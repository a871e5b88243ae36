use chrono::Local;
use serde::Deserialize;
use serde::Serialize;
use uuid::Uuid;

use super::Author;

#[cfg(test)]
#[path = "message_test.rs"]
mod tests;

#[derive(Clone, PartialEq, Eq, Serialize, Deserialize, Default, Debug)]
pub enum MessageType {
    #[default]
    Normal,
    Error,
}

/// One transcript entry. Immutable after creation; the transcript is
/// append-only for the lifetime of a session.
#[derive(Clone, PartialEq, Serialize, Deserialize, Default, Debug)]
pub struct Message {
    /// Client-side identifier. Outgoing user messages are tagged with it so
    /// the matching reply can be placed under its request even when replies
    /// arrive out of request order.
    pub id: String,
    pub author: Author,
    pub text: String,
    pub message_type: MessageType,
    pub escalated: bool,
    pub timestamp: String,
}

impl Message {
    pub fn new(author: Author, text: &str) -> Message {
        let prefix = match author {
            Author::User => "u",
            Author::Assistant => "a",
        };
        Message {
            id: format!("{prefix}_{}", Uuid::new_v4()),
            author,
            text: text.to_string().replace('\t', "  "),
            message_type: MessageType::Normal,
            escalated: false,
            timestamp: Local::now().format("%H:%M:%S").to_string(),
        }
    }

    pub fn new_with_type(author: Author, message_type: MessageType, text: &str) -> Message {
        Message {
            message_type,
            ..Message::new(author, text)
        }
    }

    pub fn with_escalation(mut self, escalated: bool) -> Message {
        self.escalated = escalated;
        self
    }

    pub fn is_error(&self) -> bool {
        self.message_type == MessageType::Error
    }
}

___

» Exercise requirements: Lines holding "prefix" in the data above: copy each of them.

» Solution for this task:
        let prefix = match author {
            id: format!("{prefix}_{}", Uuid::new_v4()),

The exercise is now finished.